In a democracy, we have a right to be heard. We also have a responsibility to stand up for what we believe in. Far too many Christians pronounce a “curse on both their houses” and fail to pay attention or participate in the political process. But we should be involved. If we fail to be involved, we turn the entire process over to people who may or may not agree with our values. Here is what we can do:
- Register to vote and vote regularly. And vote intelligently. We need to keep abreast of the issues and the candidates and vote for people who stand where we stand. If you do not vote for pro-life candidates, then why complain that abortion is the law of the land?
- Write your senators and congressmen. I do not hesitate to email them – either to protest their vote on a past law or to urge them to vote on a future law. I have read where your voice carries weight, because studies show that for every letter you write, there is a certain percentage of the population which stands where you do. You can “Google” and find any legislator’s email address online.
- Treat politicians with respect. If you attack them personally, naturally they are going to be defensive before they even listen to your point of view. Besides, it is the Christian thing to do – to treat all people with honor and respect (I Peter 2:17).
- Write letters to the editor. I do not write very often, because I have other forums – such as this blog, etc. But I recently sent a letter to our local newspaper. Let your view be heard!

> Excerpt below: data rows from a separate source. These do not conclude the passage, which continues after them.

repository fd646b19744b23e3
use slotmap::new_key_type;

new_key_type! {
    pub struct AtomId;
}
use crate::core::io::error::StructureError;
use crate::core::io::traits::StructureAdapter;
use serde::Deserialize;
use std::collections::BTreeMap;
use std::path::Path;
use thiserror::Error;

#[derive(Debug, Error)]
pub enum CatalogLoadError {
    #[error("File I/O error for '{path}': {source}")]
    Io {
        path: String,
        source: std::io::Error,
    },
    #[error("TOML parsing error for '{path}': {source}")]
    Toml {
        path: String,
        source: toml::de::Error,
    },
    #[error("Seed {index} of target '{disease}' is not a valid structure: {source}")]
    InvalidSeed {
        disease: String,
        index: usize,
        source: StructureError,
    },
}

#[derive(Debug, Deserialize)]
#[serde(deny_unknown_fields)]
struct CatalogFile {
    targets: BTreeMap<String, Vec<String>>,
}

/// Maps disease names to seed structures.
///
/// The catalog is handed to the evolution entry points by the caller; the engine
/// keeps no built-in table. Names are stored and looked up in lowercase.
#[derive(Debug, Clone, Default, PartialEq, Eq)]
pub struct SeedCatalog {
    targets: BTreeMap<String, Vec<String>>,
}

impl SeedCatalog {
    pub fn new() -> Self {
        Self::default()
    }

    /// Loads a catalog file of the form
    ///
    /// ```toml
    /// [targets]
    /// malaria = ["COc1ccc2nccc(C(O)C3CC4CCN3CC4C=C)c2c1"]
    /// ```
    pub fn load(path: &Path) -> Result<Self, CatalogLoadError> {
        let content = std::fs::read_to_string(path).map_err(|e| CatalogLoadError::Io {
            path: path.to_string_lossy().to_string(),
            source: e,
        })?;
        Self::from_toml_str(&content).map_err(|e| CatalogLoadError::Toml {
            path: path.to_string_lossy().to_string(),
            source: e,
        })
    }

    pub fn from_toml_str(content: &str) -> Result<Self, toml::de::Error> {
        let file: CatalogFile = toml::from_str(content)?;
        Ok(file.targets.into_iter().collect())
    }

    /// Adds seeds for a disease, appending to any seeds already listed under that name.
    pub fn insert(&mut self, disease: &str, seeds: impl IntoIterator<Item = String>) {
        self.targets
            .entry(normalize(disease))
            .or_default()
            .extend(seeds);
    }

    pub fn seeds(&self, disease: &str) -> Option<&[String]> {
        self.targets.get(&normalize(disease)).map(Vec::as_slice)
    }

    pub fn diseases(&self) -> impl Iterator<Item = &str> {
        self.targets.keys().map(String::as_str)
    }

    pub fn iter(&self) -> impl Iterator<Item = (&str, &[String])> {
        self.targets
            .iter()
            .map(|(name, seeds)| (name.as_str(), seeds.as_slice()))
    }

    pub fn len(&self) -> usize {
        self.targets.len()
    }

    pub fn is_empty(&self) -> bool {
        self.targets.is_empty()
    }

    /// Checks that every seed parses with `adapter`, reporting the first failure.
    pub fn validate<A: StructureAdapter>(&self, adapter: &A) -> Result<(), CatalogLoadError> {
        for (disease, seeds) in &self.targets {
            for (index, seed) in seeds.iter().enumerate() {
                adapter
                    .parse(seed)
                    .map_err(|source| CatalogLoadError::InvalidSeed {
                        disease: disease.clone(),
                        index,
                        source,
                    })?;
            }
        }
        Ok(())
    }
}

impl<S: AsRef<str>> FromIterator<(S, Vec<String>)> for SeedCatalog {
    fn from_iter<I: IntoIterator<Item = (S, Vec<String>)>>(iter: I) -> Self {
        let mut catalog = Self::new();
        for (disease, seeds) in iter {
            catalog.insert(disease.as_ref(), seeds);
        }
        catalog
    }
}

fn normalize(name: &str) -> String {
    name.trim().to_lowercase()
}
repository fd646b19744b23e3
use indicatif::{ProgressBar, ProgressDrawTarget, ProgressState, ProgressStyle};
use std::fmt::Write;
use std::time::Duration;
use theseus::engine::progress::{Progress, ProgressCallback};

const SPINNER_TICK: Duration = Duration::from_millis(80);

/// Renders population runs as a terminal bar, one slot per step.
///
/// `ProgressBar` is a shared handle, so the callback and the handler drive the same
/// bar from whichever rayon worker reports a finished slot.
#[derive(Clone)]
pub struct PopulationProgress {
    bar: ProgressBar,
}

impl PopulationProgress {
    pub fn new() -> Self {
        Self::with_draw_target(ProgressDrawTarget::stderr())
    }

    /// Tracks state without drawing anything.
    pub fn hidden() -> Self {
        Self::with_draw_target(ProgressDrawTarget::hidden())
    }

    fn with_draw_target(target: ProgressDrawTarget) -> Self {
        let bar = ProgressBar::with_draw_target(Some(0), target).with_style(spinner_style());
        bar.finish_and_clear();
        Self { bar }
    }

    /// Labels the bar with the generation about to be bred.
    pub fn set_generation(&self, generation: usize) {
        self.bar.set_prefix(format!("g{generation}"));
    }

    pub fn callback(&self) -> ProgressCallback<'static> {
        let bar = self.bar.clone();
        Box::new(move |event: Progress| match event {
            Progress::PhaseStart { name } => {
                bar.reset();
                bar.set_length(0);
                bar.set_style(spinner_style());
                bar.set_message(name);
                bar.enable_steady_tick(SPINNER_TICK);
            }
            Progress::TaskStart { total_steps } => {
                bar.disable_steady_tick();
                bar.reset();
                bar.set_length(total_steps);
                bar.set_style(slot_style());
            }
            Progress::TaskIncrement => bar.inc(1),
            Progress::TaskFinish => {
                if let Some(total) = bar.length() {
                    bar.set_position(total);
                }
                bar.finish();
            }
            Progress::PhaseFinish => {
                bar.disable_steady_tick();
                bar.finish_and_clear();
            }
            Progress::Message(text) if bar.is_finished() => bar.set_message(text),
            Progress::Message(text) => bar.println(format!("  {text}")),
        })
    }
}

impl Default for PopulationProgress {
    fn default() -> Self {
        Self::new()
    }
}

fn spinner_style() -> ProgressStyle {
    ProgressStyle::with_template("{prefix:>4} {spinner:.green} {msg}")
        .unwrap_or_else(|_| ProgressStyle::default_spinner())
}

fn slot_style() -> ProgressStyle {
    ProgressStyle::with_template("{prefix:>4} [{bar:40.cyan/blue}] {pos}/{len} slots ({eta})")
        .unwrap_or_else(|_| ProgressStyle::default_bar())
        .with_key("eta", |state: &ProgressState, w: &mut dyn Write| {
            let _ = write!(w, "{:.1}s", state.eta().as_secs_f64());
        })
        .progress_chars("=> ")
}
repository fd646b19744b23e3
use super::atom::Atom;
use super::ids::AtomId;
use super::topology::{Bond, BondOrder};
use slotmap::{SecondaryMap, SlotMap};
use std::collections::{HashSet, VecDeque};

/// An editable molecular graph of heavy atoms.
///
/// Atoms live in a slot map so that removing one never invalidates the handles of the
/// others, which is what lets a sequence of add/remove edits be applied to the same
/// working structure. Bonds are stored in a flat list with a cached adjacency list.
#[derive(Debug, Clone, Default)]
pub struct MolecularGraph {
    /// Primary atom storage.
    atoms: SlotMap<AtomId, Atom>,
    /// All bonds in the graph, in insertion order.
    bonds: Vec<Bond>,
    /// Neighbour lists indexed by atom ID.
    adjacency: SecondaryMap<AtomId, Vec<AtomId>>,
}

impl MolecularGraph {
    pub fn new() -> Self {
        Self::default()
    }

    /// Adds an atom and returns its handle.
    pub fn add_atom(&mut self, atom: Atom) -> AtomId {
        let id = self.atoms.insert(atom);
        self.adjacency.insert(id, Vec::new());
        id
    }

    /// Removes an atom together with every bond that touches it.
    ///
    /// # Return
    ///
    /// Returns the removed atom, or `None` if the ID was not present.
    pub fn remove_atom(&mut self, id: AtomId) -> Option<Atom> {
        let atom = self.atoms.remove(id)?;
        self.bonds.retain(|bond| !bond.contains(id));
        if let Some(neighbors) = self.adjacency.remove(id) {
            for neighbor in neighbors {
                if let Some(list) = self.adjacency.get_mut(neighbor) {
                    list.retain(|&other| other != id);
                }
            }
        }
        Some(atom)
    }

    /// Connects two atoms.
    ///
    /// # Return
    ///
    /// Returns `false` without modifying the graph when either atom is missing, when
    /// both IDs are the same, or when the atoms are already bonded.
    pub fn add_bond(&mut self, a: AtomId, b: AtomId, order: BondOrder) -> bool {
        if a == b
            || !self.atoms.contains_key(a)
            || !self.atoms.contains_key(b)
            || self.bond_between(a, b).is_some()
        {
            return false;
        }
        self.bonds.push(Bond::new(a, b, order));
        if let Some(list) = self.adjacency.get_mut(a) {
            list.push(b);
        }
        if let Some(list) = self.adjacency.get_mut(b) {
            list.push(a);
        }
        true
    }

    pub fn set_bond_order(&mut self, bond_index: usize, order: BondOrder) {
        if let Some(bond) = self.bonds.get_mut(bond_index) {
            bond.order = order;
        }
    }

    pub fn atom(&self, id: AtomId) -> Option<&Atom> {
        self.atoms.get(id)
    }

    pub fn atom_mut(&mut self, id: AtomId) -> Option<&mut Atom> {
        self.atoms.get_mut(id)
    }

    pub fn atoms_iter(&self) -> impl Iterator<Item = (AtomId, &Atom)> {
        self.atoms.iter()
    }

    pub fn atom_ids(&self) -> impl Iterator<Item = AtomId> + '_ {
        self.atoms.keys()
    }

    pub fn atom_count(&self) -> usize {
        self.atoms.len()
    }

    pub fn is_empty(&self) -> bool {
        self.atoms.is_empty()
    }

    pub fn bonds(&self) -> &[Bond] {
        &self.bonds
    }

    pub fn bond_count(&self) -> usize {
        self.bonds.len()
    }

    pub fn neighbors(&self, id: AtomId) -> &[AtomId] {
        self.adjacency.get(id).map(Vec::as_slice).unwrap_or(&[])
    }

    pub fn degree(&self, id: AtomId) -> usize {
        self.neighbors(id).len()
    }

    pub fn bond_between(&self, a: AtomId, b: AtomId) -> Option<&Bond> {
        self.bonds
            .iter()
            .find(|bond| bond.contains(a) && bond.contains(b) && a != b)
    }

    pub fn incident_bonds(&self, id: AtomId) -> impl Iterator<Item = &Bond> {
        self.bonds.iter().filter(move |bond| bond.contains(id))
    }

    /// Sum of bond valence contributions around an atom, hydrogens excluded.
    pub fn bond_order_sum(&self, id: AtomId) -> u8 {
        self.incident_bonds(id)
            .map(|bond| bond.order.valence_contribution())
            .fold(0u8, u8::saturating_add)
    }

    /// Recomputes the hydrogen count of every unbracketed atom from its current bonds.
    pub fn refresh_implicit_hydrogens(&mut self) {
        let updates: Vec<(AtomId, u8)> = self
            .atoms
            .iter()
            .filter(|(_, atom)| !atom.bracket)
            .map(|(id, atom)| {
                let sum = self.bond_order_sum(id);
                (id, atom.element.implicit_hydrogens(sum, atom.aromatic))
            })
            .collect();
        for (id, hydrogens) in updates {
            if let Some(atom) = self.atoms.get_mut(id) {
                atom.hydrogens = hydrogens;
            }
        }
    }

    /// Connected components, each listed in breadth-first order.
    pub fn fragments(&self) -> Vec<Vec<AtomId>> {
        let mut seen: HashSet<AtomId> = HashSet::with_capacity(self.atoms.len());
        let mut fragments = Vec::new();
        for start in self.atoms.keys() {
            if !seen.insert(start) {
                continue;
            }
            let mut component = Vec::new();
            let mut queue = VecDeque::from([start]);
            while let Some(current) = queue.pop_front() {
                component.push(current);
                for &next in self.neighbors(current) {
                    if seen.insert(next) {
                        queue.push_back(next);
                    }
                }
            }
            fragments.push(component);
        }
        fragments
    }

    /// Number of independent rings (bonds - atoms + components).
    pub fn cyclomatic_number(&self) -> usize {
        (self.bonds.len() + self.fragments().len()).saturating_sub(self.atoms.len())
    }

    /// Flags every bond that lies on a ring, aligned with [`Self::bonds`].
    ///
    /// A bond is a ring bond exactly when it is not a bridge of the graph.
    pub fn ring_bonds(&self) -> Vec<bool> {
        let mut search = BridgeSearch::new(self);
        for id in self.atoms.keys() {
            if search.discovery[search.index[id]] == usize::MAX {
                search.visit(id, None);
            }
        }
        self.bonds
            .iter()
            .map(|bond| {
                let key = ordered_pair(search.index[bond.atom1_id], search.index[bond.atom2_id]);
                !search.bridges.contains(&key)
            })
            .collect()
    }

    /// Atoms that belong to at least one ring.
    pub fn ring_atoms(&self) -> HashSet<AtomId> {
        self.bonds
            .iter()
            .zip(self.ring_bonds())
            .filter(|(_, in_ring)| *in_ring)
            .flat_map(|(bond, _)| [bond.atom1_id, bond.atom2_id])
            .collect()
    }
}

fn ordered_pair(a: usize, b: usize) -> (usize, usize) {
    if a <= b { (a, b) } else { (b, a) }
}

struct BridgeSearch<'a> {
    graph: &'a MolecularGraph,
    index: SecondaryMap<AtomId, usize>,
    discovery: Vec<usize>,
    low: Vec<usize>,
    timer: usize,
    bridges: HashSet<(usize, usize)>,
}

impl<'a> BridgeSearch<'a> {
    fn new(graph: &'a MolecularGraph) -> Self {
        let mut index = SecondaryMap::with_capacity(graph.atom_count());
        for (i, id) in graph.atoms.keys().enumerate() {
            index.insert(id, i);
        }
        let n = graph.atom_count();
        Self {
            graph,
            index,
            discovery: vec![usize::MAX; n],
            low: vec![0; n],
            timer: 0,
            bridges: HashSet::new(),
        }
    }

    fn visit(&mut self, atom: AtomId, parent: Option<AtomId>) {
        let u = self.index[atom];
        self.discovery[u] = self.timer;
        self.low[u] = self.timer;
        self.timer += 1;

        for &next in self.graph.neighbors(atom) {
            if Some(next) == parent {
                continue;
            }
            let v = self.index[next];
            if self.discovery[v] == usize::MAX {
                self.visit(next, Some(atom));
                self.low[u] = self.low[u].min(self.low[v]);
                if self.low[v] > self.discovery[u] {
                    self.bridges.insert(ordered_pair(u, v));
                }
            } else {
                self.low[u] = self.low[u].min(self.discovery[v]);
            }
        }
    }
}

#[cfg(test)]
mod tests {
    use super::*;
    use crate::core::models::element::Element;

    fn chain(graph: &mut MolecularGraph, n: usize) -> Vec<AtomId> {
        let ids: Vec<AtomId> = (0..n)
            .map(|_| graph.add_atom(Atom::organic(Element::C)))
            .collect();
        for pair in ids.windows(2) {
            assert!(graph.add_bond(pair[0], pair[1], BondOrder::Single));
        }
        ids
    }

    #[test]
    fn add_bond_rejects_duplicates_and_self_loops() {
        let mut graph = MolecularGraph::new();
        let ids = chain(&mut graph, 2);
        assert!(!graph.add_bond(ids[0], ids[1], BondOrder::Double));
        assert!(!graph.add_bond(ids[0], ids[0], BondOrder::Single));
        assert_eq!(graph.bond_count(), 1);
    }

    #[test]
    fn remove_atom_drops_incident_bonds_and_adjacency() {
        let mut graph = MolecularGraph::new();
        let ids = chain(&mut graph, 3);
        let removed = graph.remove_atom(ids[1]).unwrap();
        assert_eq!(removed.element, Element::C);
        assert_eq!(graph.atom_count(), 2);
        assert_eq!(graph.bond_count(), 0);
        assert!(graph.neighbors(ids[0]).is_empty());
        assert!(graph.neighbors(ids[2]).is_empty());
        assert_eq!(graph.fragments().len(), 2);
        assert!(graph.remove_atom(ids[1]).is_none());
    }

    #[test]
    fn refresh_implicit_hydrogens_skips_bracket_atoms() {
        let mut graph = MolecularGraph::new();
        let c = graph.add_atom(Atom::organic(Element::C));
        let n = graph.add_atom(Atom::bracket(Element::N, 3, 1));
        graph.add_bond(c, n, BondOrder::Single);
        graph.refresh_implicit_hydrogens();
        assert_eq!(graph.atom(c).unwrap().hydrogens, 3);
        assert_eq!(graph.atom(n).unwrap().hydrogens, 3);
    }

    #[test]
    fn ring_bonds_distinguish_ring_from_chain() {
        let mut graph = MolecularGraph::new();
        let ring = chain(&mut graph, 6);
        graph.add_bond(ring[5], ring[0], BondOrder::Single);
        let tail = graph.add_atom(Atom::organic(Element::O));
        graph.add_bond(ring[0], tail, BondOrder::Single);

        let flags = graph.ring_bonds();
        assert_eq!(flags.iter().filter(|f| **f).count(), 6);
        assert!(!flags[graph.bond_count() - 1]);

        let ring_atoms = graph.ring_atoms();
        assert_eq!(ring_atoms.len(), 6);
        assert!(!ring_atoms.contains(&tail));
        assert_eq!(graph.cyclomatic_number(), 1);
    }

    #[test]
    fn two_rings_joined_by_a_bridge_count_separately() {
        let mut graph = MolecularGraph::new();
        let first = chain(&mut graph, 3);
        graph.add_bond(first[2], first[0], BondOrder::Single);
        let second = chain(&mut graph, 3);
        graph.add_bond(second[2], second[0], BondOrder::Single);
        graph.add_bond(first[0], second[0], BondOrder::Single);

        let flags = graph.ring_bonds();
        assert_eq!(flags.iter().filter(|f| !**f).count(), 1);
        assert_eq!(graph.cyclomatic_number(), 2);
        assert_eq!(graph.fragments().len(), 1);
    }

    #[test]
    fn bond_order_sum_counts_multiple_bonds() {
        let mut graph = MolecularGraph::new();
        let c = graph.add_atom(Atom::organic(Element::C));
        let o = graph.add_atom(Atom::organic(Element::O));
        let n = graph.add_atom(Atom::organic(Element::N));
        graph.add_bond(c, o, BondOrder::Double);
        graph.add_bond(c, n, BondOrder::Single);
        assert_eq!(graph.bond_order_sum(c), 3);
        assert_eq!(graph.degree(c), 2);
    }
}
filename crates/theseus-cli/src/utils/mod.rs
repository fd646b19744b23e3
pub mod parser;
pub mod progress;
use super::defaults::DefaultsConfig;
use super::file::FileConfig;
use super::models::AppConfig;
use crate::cli::EvolveArgs;
use crate::error::{CliError, Result};
use crate::utils::parser;
use theseus::core::models::element::Element;
use theseus::core::scoring::FitnessWeights;
use theseus::engine::config::EvolutionConfigBuilder;

pub fn build_config(args: &EvolveArgs) -> Result<AppConfig> {
    let defaults = DefaultsConfig::default();

    let file_config = if let Some(config_path) = &args.config {
        FileConfig::from_file(config_path)?
    } else {
        FileConfig::default()
    };

    let mut file_config = apply_set_values(file_config, &args.set_values)?;

    let population_file = file_config.population.take().unwrap_or_default();
    let population_size = args
        .population_size
        .or(population_file.size)
        .unwrap_or(defaults.population_size);
    let generations = args
        .generations
        .or(population_file.generations)
        .unwrap_or(defaults.generations);
    if generations == 0 {
        return Err(CliError::Config(
            "`population.generations` must be at least 1".to_string(),
        ));
    }

    let mutation_file = file_config.mutation.take().unwrap_or_default();
    let vocabulary = match (&args.vocabulary, mutation_file.vocabulary) {
        (Some(cli), _) => parser::parse_vocabulary(cli)
            .map_err(|e| CliError::Argument(e.to_string()))?,
        (None, Some(symbols)) => resolve_symbols(&symbols)?,
        (None, None) => resolve_symbols(&defaults.vocabulary)?,
    };
    let min_edits = args
        .min_edits
        .or(mutation_file.min_edits)
        .unwrap_or(defaults.min_edits);
    let max_edits = args
        .max_edits
        .or(mutation_file.max_edits)
        .unwrap_or(defaults.max_edits);
    let max_retries = args
        .max_retries
        .or(mutation_file.max_retries)
        .unwrap_or(defaults.max_retries);

    let scoring_file = file_config.scoring.take().unwrap_or_default();
    let weights = FitnessWeights {
        rule_of_five: args
            .rule_weight
            .or(scoring_file.rule_weight)
            .unwrap_or(defaults.rule_weight),
        bioavailability: args
            .bio_weight
            .or(scoring_file.bioavailability_weight)
            .unwrap_or(defaults.bioavailability_weight),
    };

    let selection_file = file_config.selection.take().unwrap_or_default();
    let top_k = args
        .top_k
        .or(selection_file.top_k)
        .unwrap_or(defaults.top_k);
    let nce_threshold = selection_file
        .nce_threshold
        .unwrap_or(defaults.nce_threshold);

    let max_fragments = file_config
        .structure
        .take()
        .and_then(|s| s.max_fragments)
        .unwrap_or(defaults.max_fragments);

    let run_file = file_config.run.take().unwrap_or_default();
    let rng_seed = args.rng_seed.or(run_file.seed);
    let catalog_path = args.catalog.clone().or(run_file.catalog);

    let core_config = EvolutionConfigBuilder::new()
        .vocabulary(vocabulary)
        .edit_count_min(min_edits)
        .edit_count_max(max_edits)
        .max_retries(max_retries)
        .max_fragments(max_fragments)
        .weights(weights)
        .top_k(top_k)
        .nce_similarity_threshold(nce_threshold)
        .population_size(population_size)
        .rng_seed(rng_seed)
        .build()
        .map_err(|e| CliError::Config(e.to_string()))?;

    Ok(AppConfig {
        core_config,
        generations,
        catalog_path,
    })
}

fn resolve_symbols(symbols: &[String]) -> Result<Vec<Element>> {
    parser::parse_vocabulary(&symbols.join(",")).map_err(|e| CliError::Config(e.to_string()))
}

fn apply_set_values(mut config: FileConfig, set_values: &[String]) -> Result<FileConfig> {
    for kv_pair in set_values {
        let Some((key, value_str)) = kv_pair.split_once('=') else {
            return Err(CliError::Config(format!(
                "Invalid --set format: '{}'. Expected KEY=VALUE.",
                kv_pair
            )));
        };
        let (key, value_str) = (key.trim(), value_str.trim());

        match key {
            "population.size" => {
                config
                    .population
                    .get_or_insert_with(Default::default)
                    .size = Some(parse_value(key, value_str)?);
            }
            "population.generations" => {
                config
                    .population
                    .get_or_insert_with(Default::default)
                    .generations = Some(parse_value(key, value_str)?);
            }
            "mutation.min-edits" => {
                config
                    .mutation
                    .get_or_insert_with(Default::default)
                    .min_edits = Some(parse_value(key, value_str)?);
            }
            "mutation.max-edits" => {
                config
                    .mutation
                    .get_or_insert_with(Default::default)
                    .max_edits = Some(parse_value(key, value_str)?);
            }
            "mutation.max-retries" => {
                config
                    .mutation
                    .get_or_insert_with(Default::default)
                    .max_retries = Some(parse_value(key, value_str)?);
            }
            "mutation.vocabulary" => {
                config
                    .mutation
                    .get_or_insert_with(Default::default)
                    .vocabulary = Some(
                    value_str
                        .split(',')
                        .map(|s| s.trim().to_string())
                        .filter(|s| !s.is_empty())
                        .collect(),
                );
            }
            "scoring.rule-weight" => {
                config
                    .scoring
                    .get_or_insert_with(Default::default)
                    .rule_weight = Some(parse_value(key, value_str)?);
            }
            "scoring.bioavailability-weight" => {
                config
                    .scoring
                    .get_or_insert_with(Default::default)
                    .bioavailability_weight = Some(parse_value(key, value_str)?);
            }
            "selection.top-k" => {
                config
                    .selection
                    .get_or_insert_with(Default::default)
                    .top_k = Some(parse_value(key, value_str)?);
            }
            "selection.nce-threshold" => {
                config
                    .selection
                    .get_or_insert_with(Default::default)
                    .nce_threshold = Some(parse_value(key, value_str)?);
            }
            "structure.max-fragments" => {
                config
                    .structure
                    .get_or_insert_with(Default::default)
                    .max_fragments = Some(parse_value(key, value_str)?);
            }
            "run.seed" => {
                config.run.get_or_insert_with(Default::default).seed =
                    Some(parse_value(key, value_str)?);
            }
            _ => {
                return Err(CliError::Config(format!(
                    "Unsupported configuration key for --set: '{}'",
                    key
                )));
            }
        }
    }
    Ok(config)
}

fn parse_value<T: std::str::FromStr>(key: &str, value: &str) -> Result<T> {
    value.parse().map_err(|_| {
        CliError::Config(format!(
            "Invalid {} value for {}: {}",
            std::any::type_name::<T>(),
            key,
            value
        ))
    })
}
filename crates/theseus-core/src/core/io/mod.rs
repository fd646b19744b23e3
//! Structure input/output.
//!
//! The [`traits::StructureAdapter`] trait is the seam between the engine and whatever
//! reads molecular notation. [`smiles`] provides the built-in implementation: a parser
//! for a practical SMILES subset with chemical validation, and a canonical writer.

pub mod error;
pub mod smiles;
pub mod traits;
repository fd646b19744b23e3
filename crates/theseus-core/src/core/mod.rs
//! # Core Module
//!
//! Stateless building blocks: molecular graph models, structure I/O, descriptors,
//! fingerprints and fitness scoring.
//!
//! - **Molecular Representation** ([`models`]) - Elements, atoms, bonds, the mutable
//!   working graph and the immutable `Molecule` value
//! - **Structure I/O** ([`io`]) - SMILES parsing, canonical writing and the adapter trait
//! - **Descriptors** ([`descriptors`]) - Molecular weight, logP, TPSA, hydrogen-bond and
//!   rotatable-bond counts
//! - **Similarity** ([`fingerprint`]) - Circular fingerprints and Tanimoto similarity
//! - **Scoring** ([`scoring`]) - Composite fitness and the derived boolean flags

pub mod descriptors;
pub mod fingerprint;
pub mod io;
pub mod models;
pub mod scoring;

- Pray for our leaders. The Bible tells us to pray for all our leaders – I Timothy 2:1-2. As a pastor, I had the opportunity to visit one of our lawmakers in his office – a legislator with whom I rarely agreed and for whom I did not vote. However, it was obvious he was pleased, when I asked him – could I pray for him before I left the office? We bowed our heads, and I prayed that God would bless him and use him, watch over his family, etc. Not only was my prayer sincere, but I believe my effort improved our relationship.
Biblical history is replete with God’s people taking a stand on conscience instead of following the dictates of man — Daniel, Shadrach, Meshach and Abednego, Paul, Peter & John in Acts 4, etc. So, Kentucky county clerk Kim Davis is on solid ground in standing on principle — even in the face of man’s law. This is a battle she does not have to take, and it is a battle she is not going to win. But two interesting things have come out this week, in my view.
a) Our friend, Cal Thomas, says in a column that if Kim Davis is to stand on principle, then she should not issue a marriage license to any sinner, as homosexuality is one of many sins mentioned in Scripture. This is a faulty analysis. The problem with issuing these marriage licenses is not the qualifications of the recipient, it is the end result of the product. She is not denying the marriage license because the candidate is gay. She has no idea how many marriage licenses she has issued to gays, alcoholics, drug addicts, etc. — all for “legal” unions between man and woman. We ALL qualify as sinners. All of us who are married received marriage licenses issued to sinners — us and our spouses. The concern of Kim Davis is with the product — a homosexual marriage. Neither Scripture nor 10,000 years of human history establishes nor condones such a marriage.
b) As the liberals nearly always do, rather than argue with her on the issues, they are attacking her lifestyle and “sins” of her past. In other words, her credibility as a sinner. What nonsense! The Apostle Paul was a sinner, as was Moses. As we all are. Our credentials are not at stake. The question is whether or not it is right to approve of gay marriage.
Like I said earlier this week, I cannot help but admire her.